Kannada became more prominent as a literary language during the Rashtrakuta rule with its script and literature showing remarkable growth, dignity and productivity. This period effectively marked the end of the classical Prakrit and Sanskrit era. Court poets and royalty created eminent works in Kannada and Sanskrit that spanned such literary forms as prose, poetry, rhetoric, the Jain epics and the life history of tirthankars. Bilingual writers such as Asaga gained fame, and noted scholars such as the Mahaviracharya wrote on pure mathematics in the court of King Amoghavarsha I.

Kavirajamarga (850) by King Amoghavarsha I is the earliest available book on rhetoric and poetics in Kannada, though it is evident from this book that native styles of Kannada composition had already existed in previous centuries. Kavirajamarga is a guide to poets (Kavishiksha) that aims to standardise these various styles. The book refers to early Kannada prose and poetry writers such as Durvinita, perhaps the 6th-century monarch of Western Ganga dynasty.

The Jain writer Adikavi Pampa, widely regarded as one of the most influential Kannada writers, became famous for Adipurana (941). Written in champu (mixed prose-verse style) style, it is the life history of the first Jain tirthankara Rishabhadeva. Pampa's other notable work was Vikramarjuna Vijaya (941), the author's version of the Hindu epic, Mahabharata, with Arjuna as the hero. Also called Pampa Bharata, it is a eulogy of the writer's patron, King Chalukya Arikeseri of Vemulawada (a Rashtrakuta feudatory), comparing the king's virtues favourably to those of Arjuna. Pampa demonstrates such a command of classical Kannada that scholars over the centuries have written many interpretations of his work.
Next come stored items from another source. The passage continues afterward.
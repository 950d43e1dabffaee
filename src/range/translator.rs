//! npm-style range translator
//!
//! Supports npm semver range specifications:
//! - `1.2.3` - exact match (>=1.2.3 <=1.2.3)
//! - `^1.2.3` - compatible with version (>=1.2.3 <2.0.0)
//! - `~1.2.3` - approximately equivalent (>=1.2.3 <1.3.0)
//! - `>=1.2.3`, `>1.2.3`, `<=1.2.3`, `<1.2.3` - comparison operators
//! - `1.2.x`, `1.x`, `*` - wildcards
//! - `1.2.3 - 2.3.4` - hyphen ranges
//! - `>=1.0.0 <2.0.0` - AND (space-separated)
//! - `^1.0.0 || ^2.0.0` - OR
//!
//! Translation never fails: a piece that cannot be read contributes no
//! comparators to its alternative.

use std::sync::LazyLock;

use regex::Regex;
use tracing::debug;

use crate::range::types::{Comparator, ComparatorSet, Operator, Range};
use crate::version::model::Version;
use crate::version::parser::{PartialVersion, is_wildcard_token};

/// `<min> - <max>` with whitespace on both sides of the hyphen
static HYPHEN_RE: LazyLock<Regex> =
    LazyLock::new(|| Regex::new(r"^(\S+)\s+-\s+(\S+)$").expect("hyphen pattern is valid"));

/// Whitespace between an operator and its version (`>= 1.2.3`)
static OPERATOR_GAP_RE: LazyLock<Regex> = LazyLock::new(|| {
    Regex::new(r"(<=|>=|<|>|=|\^|~>?)\s+").expect("operator gap pattern is valid")
});

impl Range {
    /// Parse a range expression into its normalized form
    pub fn parse(text: &str) -> Self {
        parse_range(text)
    }
}

/// Translate a range expression into OR-combined comparator sets
pub fn parse_range(text: &str) -> Range {
    let sets = text
        .split("||")
        .map(|alternative| parse_alternative(alternative.trim()))
        .collect();
    Range::new(sets)
}

/// Translate one `||` alternative: either a hyphen range or AND-combined tokens
fn parse_alternative(alternative: &str) -> ComparatorSet {
    if let Some(caps) = HYPHEN_RE.captures(alternative) {
        return parse_hyphen(&caps[1], &caps[2]);
    }

    let normalized = OPERATOR_GAP_RE.replace_all(alternative, "$1");
    normalized
        .split_whitespace()
        .flat_map(translate_token)
        .collect()
}

/// `1.2.3 - 2.3.4` -> `>=1.2.3 <=2.3.4`, `1.2 - 2.3` -> `>=1.2.0 <2.4.0`
fn parse_hyphen(min: &str, max: &str) -> ComparatorSet {
    let (Some(min), Some(max)) = (parse_body(min), parse_body(max)) else {
        return ComparatorSet::default();
    };

    let mut comparators = vec![Comparator::greater_than_or_equal(min.lower_bound())];
    if !max.has_wildcard() {
        comparators.push(Comparator::less_than_or_equal(max.lower_bound()));
    } else if let Some(upper) = max.wildcard_upper_bound() {
        comparators.push(Comparator::less_than(upper));
    }
    ComparatorSet::new(comparators)
}

/// Translate a single space-delimited token into zero or more comparators
fn translate_token(token: &str) -> Vec<Comparator> {
    if is_wildcard_token(token) {
        return Vec::new();
    }

    if let Some(body) = token.strip_prefix('^') {
        return parse_body(body)
            .filter(|partial| !partial.is_any())
            .map(|partial| caret(&partial))
            .unwrap_or_default();
    }

    if let Some(body) = token.strip_prefix("~>").or_else(|| token.strip_prefix('~')) {
        return parse_body(body)
            .filter(|partial| !partial.is_any())
            .map(|partial| tilde(&partial))
            .unwrap_or_default();
    }

    let (operator, body) = Operator::split_prefix(token);
    parse_body(body)
        .filter(|partial| !partial.is_any())
        .map(|partial| primitive(operator, &partial))
        .unwrap_or_default()
}

fn parse_body(body: &str) -> Option<PartialVersion> {
    body.parse::<PartialVersion>()
        .inspect_err(|e| debug!("Ignoring unparseable range body '{}': {}", body, e))
        .ok()
}

/// `^1.2.3` -> `>=1.2.3 <2.0.0`, `^0.2.3` -> `>=0.2.3 <0.3.0`, `^0.0.3` -> `>=0.0.3 <0.0.4`
fn caret(partial: &PartialVersion) -> Vec<Comparator> {
    let lower = partial.lower_bound();
    let upper = if lower.major > 0 {
        lower.bump_major()
    } else if lower.minor > 0 {
        lower.bump_minor()
    } else {
        lower.bump_patch()
    };
    half_open(lower, upper)
}

/// `~1.2.3` -> `>=1.2.3 <1.3.0`, `~1` -> `>=1.0.0 <2.0.0`
fn tilde(partial: &PartialVersion) -> Vec<Comparator> {
    let lower = partial.lower_bound();
    let upper = if partial.minor.is_some() {
        lower.bump_minor()
    } else {
        lower.bump_major()
    };
    half_open(lower, upper)
}

/// `>=lower <upper`; no upper comparator when the bump ran past `u64::MAX`
fn half_open(lower: Version, upper: Option<Version>) -> Vec<Comparator> {
    std::iter::once(Comparator::greater_than_or_equal(lower))
        .chain(upper.map(Comparator::less_than))
        .collect()
}

/// Operator followed by a possibly partial version
fn primitive(operator: Operator, partial: &PartialVersion) -> Vec<Comparator> {
    if !partial.has_wildcard() {
        let exact = partial.lower_bound();
        return match operator {
            Operator::Equal => vec![
                Comparator::greater_than_or_equal(exact.clone()),
                Comparator::less_than_or_equal(exact),
            ],
            operator => vec![Comparator::new(operator, exact)],
        };
    }

    // an upper edge past `u64::MAX` bounds nothing
    let upper = partial.wildcard_upper_bound();
    let lower = partial.lower_bound();

    match operator {
        Operator::Equal => half_open(lower, upper),
        Operator::LessThan => upper.map(Comparator::less_than).into_iter().collect(),
        Operator::LessThanOrEqual => upper
            .map(Comparator::less_than_or_equal)
            .into_iter()
            .collect(),
        Operator::GreaterThan => vec![Comparator::greater_than(lower)],
        Operator::GreaterThanOrEqual => vec![Comparator::greater_than_or_equal(lower)],
    }
}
Another notable Jain writer in Kannada was Sri Ponna, patronised by King Krishna III and famed for Shantipurana, his account of the life of Shantinatha, the 16th Jain tirthankara. He earned the title Ubhaya Kavichakravathi (supreme poet in two languages) for his command over both Kannada and Sanskrit. His other writings in Kannada were Bhuvanaika-ramaabhyudaya, Jinaksharamale and Gatapratyagata. Adikavi Pampa and Sri Ponna are called "gems of Kannada literature".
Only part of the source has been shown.